Construction sector suffers a lack of innovation
The Farmer Review emphasised, that unlike other industries that have constantly improved with time, construction has plateaued for decades. There has been a lack of collaboration and innovation, with labour shortages causing cost inflation as more leave the industry than join. The report may be difficult reading, with controversial recommendations such as a “carrier-bag tax” for developers, but the only way we can resolve the housing crisis is by overcoming these issues.
Crucially we must encourage developing new technologies to flourish amongst more traditional construction techniques, open up supply chains and increase market capacity. It is important to note that this is not a matter of replacing well established traditional forms of construction, but increasing construction volumes through supplementing existing methods. Offsite construction is key in ensuring high quality and consistent finishes, minimising labour on site. Construction workforces are reducing, as those wanting to work on construction sites wanes, and factories offer new centres of employment without the need for workers to travel long distances to work on site.
Three methods to address the housing crisis
In looking to explore how engineers are addressing this problem now, we believe there are three clever modern methods of engineering already leading the way.

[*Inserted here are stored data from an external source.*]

//! CORS layer configuration.

use axum::http::{HeaderName, HeaderValue, Method};
use tower_http::cors::{Any, CorsLayer};

use locker_core::config::CorsConfig;

/// Builds a CORS tower layer from configuration.
pub fn build_cors_layer(config: &CorsConfig) -> CorsLayer {
    let mut layer = CorsLayer::new();

    // Origins
    if config.allowed_origins.iter().any(|o| o == "*") {
        layer = layer.allow_origin(Any);
    } else {
        let origins: Vec<HeaderValue> = config
            .allowed_origins
            .iter()
            .filter_map(|o| o.parse().ok())
            .collect();
        layer = layer.allow_origin(origins);
    }

    // Methods
    let methods: Vec<Method> = config
        .allowed_methods
        .iter()
        .filter_map(|m| m.parse().ok())
        .collect();
    layer = layer.allow_methods(methods);

    // Headers
    if config.allowed_headers.iter().any(|h| h == "*") {
        layer = layer.allow_headers(Any);
    } else {
        let headers: Vec<HeaderName> = config
            .allowed_headers
            .iter()
            .filter_map(|h| h.parse().ok())
            .collect();
        layer = layer.allow_headers(headers);
    }

    layer.max_age(std::time::Duration::from_secs(config.max_age_seconds))
}
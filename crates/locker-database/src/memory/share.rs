//! In-memory share links.

use async_trait::async_trait;
use chrono::Utc;
use tokio::sync::RwLock;

use locker_core::error::AppError;
use locker_core::result::AppResult;
use locker_core::types::{ShareId, UserId};
use locker_entity::share::{CreateDocumentShare, DocumentShare};

use crate::store::ShareStore;

/// Share table held in memory.
#[derive(Debug, Default)]
pub struct MemoryShareStore {
    rows: RwLock<Vec<DocumentShare>>,
}

impl MemoryShareStore {
    /// Create an empty store.
    pub fn new() -> Self {
        Self::default()
    }

    /// Insert a share as-is. Used to seed expired or private rows.
    pub async fn seed(&self, share: DocumentShare) {
        self.rows.write().await.push(share);
    }
}

#[async_trait]
impl ShareStore for MemoryShareStore {
    async fn create(&self, data: &CreateDocumentShare) -> AppResult<DocumentShare> {
        let mut rows = self.rows.write().await;
        if rows.iter().any(|r| r.share_token == data.share_token) {
            return Err(AppError::conflict("Share token collision"));
        }
        let now = Utc::now();
        let share = DocumentShare {
            id: ShareId::new(),
            user_id: data.user_id,
            document_path: data.document_path.clone(),
            share_token: data.share_token.clone(),
            is_public: data.is_public,
            expires_at: data.expires_at,
            password_hash: data.password_hash.clone(),
            allow_download: data.allow_download,
            access_count: 0,
            created_at: now,
            updated_at: now,
        };
        rows.push(share.clone());
        Ok(share)
    }

    async fn find_by_token(&self, token: &str) -> AppResult<Option<DocumentShare>> {
        let rows = self.rows.read().await;
        Ok(rows.iter().find(|r| r.share_token == token).cloned())
    }

    async fn find_by_id(&self, user_id: UserId, id: ShareId) -> AppResult<Option<DocumentShare>> {
        let rows = self.rows.read().await;
        Ok(rows
            .iter()
            .find(|r| r.id == id && r.user_id == user_id)
            .cloned())
    }

    async fn list_for_user(&self, user_id: UserId) -> AppResult<Vec<DocumentShare>> {
        let rows = self.rows.read().await;
        let mut shares: Vec<DocumentShare> =
            rows.iter().filter(|r| r.user_id == user_id).cloned().collect();
        shares.sort_by(|a, b| b.created_at.cmp(&a.created_at));
        Ok(shares)
    }

    async fn delete(&self, user_id: UserId, id: ShareId) -> AppResult<bool> {
        let mut rows = self.rows.write().await;
        let before = rows.len();
        rows.retain(|r| !(r.id == id && r.user_id == user_id));
        Ok(rows.len() < before)
    }

    async fn delete_for_document(&self, user_id: UserId, document_path: &str) -> AppResult<u64> {
        let mut rows = self.rows.write().await;
        let before = rows.len();
        rows.retain(|r| !(r.user_id == user_id && r.document_path == document_path));
        Ok((before - rows.len()) as u64)
    }

    async fn increment_access_count(&self, id: ShareId) -> AppResult<i32> {
        let mut rows = self.rows.write().await;
        let share = rows
            .iter_mut()
            .find(|r| r.id == id)
            .ok_or_else(|| AppError::not_found(format!("Share {id} not found")))?;
        share.access_count += 1;
        share.updated_at = Utc::now();
        Ok(share.access_count)
    }

    async fn update_document_path(&self, user_id: UserId, from: &str, to: &str) -> AppResult<u64> {
        let mut rows = self.rows.write().await;
        let mut moved = 0;
        for share in rows
            .iter_mut()
            .filter(|r| r.user_id == user_id && r.document_path == from)
        {
            share.document_path = to.to_string();
            share.updated_at = Utc::now();
            moved += 1;
        }
        Ok(moved)
    }
}
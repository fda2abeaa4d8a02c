//! Database configuration.

use serde::{Deserialize, Serialize};

/// Database connection pool configuration.
#[derive(Debug, Clone, Serialize, Deserialize)]
pub struct DatabaseConfig {
    /// PostgreSQL connection URL. Required by every command that opens the
    /// metadata store.
    #[serde(default)]
    pub url: String,
    /// Maximum number of connections in the pool.
    #[serde(default = "default_max_connections")]
    pub max_connections: u32,
    /// Minimum number of connections in the pool.
    #[serde(default = "default_min_connections")]
    pub min_connections: u32,
    /// Connection acquire timeout in seconds.
    #[serde(default = "default_connect_timeout")]
    pub connect_timeout_seconds: u64,
    /// Idle connection timeout in seconds.
    #[serde(default = "default_idle_timeout")]
    pub idle_timeout_seconds: u64,
    /// Whether to apply pending migrations when the server starts.
    #[serde(default = "default_true")]
    pub run_migrations: bool,
}

impl Default for DatabaseConfig {
    fn default() -> Self {
        Self {
            url: String::new(),
            max_connections: default_max_connections(),
            min_connections: default_min_connections(),
            connect_timeout_seconds: default_connect_timeout(),
            idle_timeout_seconds: default_idle_timeout(),
            run_migrations: true,
        }
    }
}

fn default_max_connections() -> u32 {
    10
}

fn default_min_connections() -> u32 {
    1
}

fn default_connect_timeout() -> u64 {
    10
}

fn default_idle_timeout() -> u64 {
    300
}

fn default_true() -> bool {
    true
}
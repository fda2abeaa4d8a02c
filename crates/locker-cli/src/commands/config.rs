//! Configuration management CLI commands.

use clap::{Args, Subcommand};

use crate::output::{self, OutputFormat};
use locker_core::config::AppConfig;
use locker_core::error::AppError;
use locker_database::connection::mask_password;

/// Arguments for config commands
#[derive(Debug, Args)]
pub struct ConfigArgs {
    /// Config subcommand
    #[command(subcommand)]
    pub command: ConfigCommand,
}

/// Config subcommands
#[derive(Debug, Subcommand)]
pub enum ConfigCommand {
    /// Show the effective configuration with secrets masked
    Show,
}

/// Execute config commands
pub fn execute(
    args: &ConfigArgs,
    config: &AppConfig,
    config_path: &str,
    format: OutputFormat,
) -> Result<(), AppError> {
    match &args.command {
        ConfigCommand::Show => {
            let masked = masked(config);
            match format {
                OutputFormat::Json => output::print_json(&masked),
                OutputFormat::Table => {
                    println!("Configuration from '{}':", config_path);
                    output::print_kv(
                        "Server",
                        &format!("{}:{}", masked.server.host, masked.server.port),
                    );
                    output::print_kv("Public URL", masked.server.base_url());
                    output::print_kv("Share links", masked.share_link_base());
                    output::print_kv("Database", &masked.database.url);
                    output::print_kv(
                        "Storage",
                        &format!("{:?} ({})", masked.storage.provider, masked.storage.bucket),
                    );
                    output::print_kv(
                        "Categorizer",
                        if masked.categorizer.enabled { "enabled" } else { "heuristics only" },
                    );
                    output::print_kv(
                        "Trash retention",
                        &format!("{} days", masked.trash.retention_days),
                    );
                    output::print_kv(
                        "Logging",
                        &format!("{} ({})", masked.logging.level, masked.logging.format),
                    );
                }
            }
        }
    }

    Ok(())
}

const MASK: &str = "****";

/// Copy of the configuration with every secret replaced.
fn masked(config: &AppConfig) -> AppConfig {
    let mut masked = config.clone();
    masked.database.url = mask_password(&config.database.url);
    masked.auth.jwt_secret = MASK.to_string();
    masked.storage.url_signing_secret = MASK.to_string();
    if !masked.storage.s3.secret_key.is_empty() {
        masked.storage.s3.secret_key = MASK.to_string();
    }
    if masked.categorizer.api_key.is_some() {
        masked.categorizer.api_key = Some(MASK.to_string());
    }
    masked
}

#[cfg(test)]
mod tests {
    use super::*;

    #[test]
    fn test_secrets_are_masked() {
        let mut config = AppConfig::default();
        config.database.url = "postgres://locker:hunter2@db:5432/locker".to_string();
        config.categorizer.api_key = Some("sk-live".to_string());

        let masked = masked(&config);
        assert_eq!(masked.database.url, "postgres://locker:****@db:5432/locker");
        assert_eq!(masked.auth.jwt_secret, MASK);
        assert_eq!(masked.categorizer.api_key.as_deref(), Some(MASK));
        assert_eq!(masked.server.port, config.server.port);
    }
}
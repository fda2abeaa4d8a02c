//! Request and response bodies of the HTTP API.

pub mod request;
pub mod response;

pub use response::ApiResponse;
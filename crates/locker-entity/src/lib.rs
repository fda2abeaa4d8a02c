//! # locker-entity
//!
//! Domain entity models for the document locker. Every struct in this
//! crate represents a database table row or a domain value object. All
//! entities derive `Debug`, `Clone`, `Serialize`, `Deserialize`, and
//! database entities additionally derive `sqlx::FromRow`.
//!
//! Active documents have no row: their metadata is encoded in the object
//! key and decoded by [`document::DocumentPath`].

pub mod categorization;
pub mod category;
pub mod document;
pub mod folder;
pub mod share;
pub mod trash;

pub use category::Category;
pub use document::{DocumentEntry, DocumentPath};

Cross-Laminated Timber: Compared to traditional counterparts CLT is much more time efficient and lighter in weight, making it ideal for constrained inner city sites where there are often weight restrictions (such as over railway tunnels). A greater number of apartments can be built rapidly within the same space. Complications regarding fire, longevity, mortgages, insurance and availability have been overcome and thankfully we are starting to see more CLT buildings constructed, especially in London. Hackney’s ‘timber first’ policy is a testament to the confidence now held in this versatile and dynamic material. Dalston Lane, a 121 unit residential development is one of the latest to be in constructed in the borough.
Precast concrete: Due to poor quality control in the 50’s and 60’s this method became unpopular, however nowadays precast construction provides both advanced finishes and significant time-saving. Precasting consists of pouring concrete into a reusable mould in a factory, before transporting these elements to site where they are lifted and fixed into place. The luxury Merano tower in Vauxhall is an excellent example of this, allowing construction of an extremely constrained site the size of two tennis courts.
Prefabricated volumetric pods: This offers an entirely new approach to construction, whereby full rooms or apartments are manufactured in a factory environment. The whole unit is then transported and stacked on site by cranes, saving both overall project time and time spent on site. It has been successfully utilised by hotels and student housing projects, and more recently has become popular for more typical residential housing projects, such as the Pocket Living development recently completed in Streatham.
So could these methods solve the housing crisis?
Simply pumping in more resource is not enough and may not be possible; the industry must innovate and embrace new ways of building. These modern twists on more traditional forms of construction allow building on a larger, taller, quicker and more economical scale, while still remaining affordable – all of which are crucial if we are to meet the ever growing housing demands of our cities.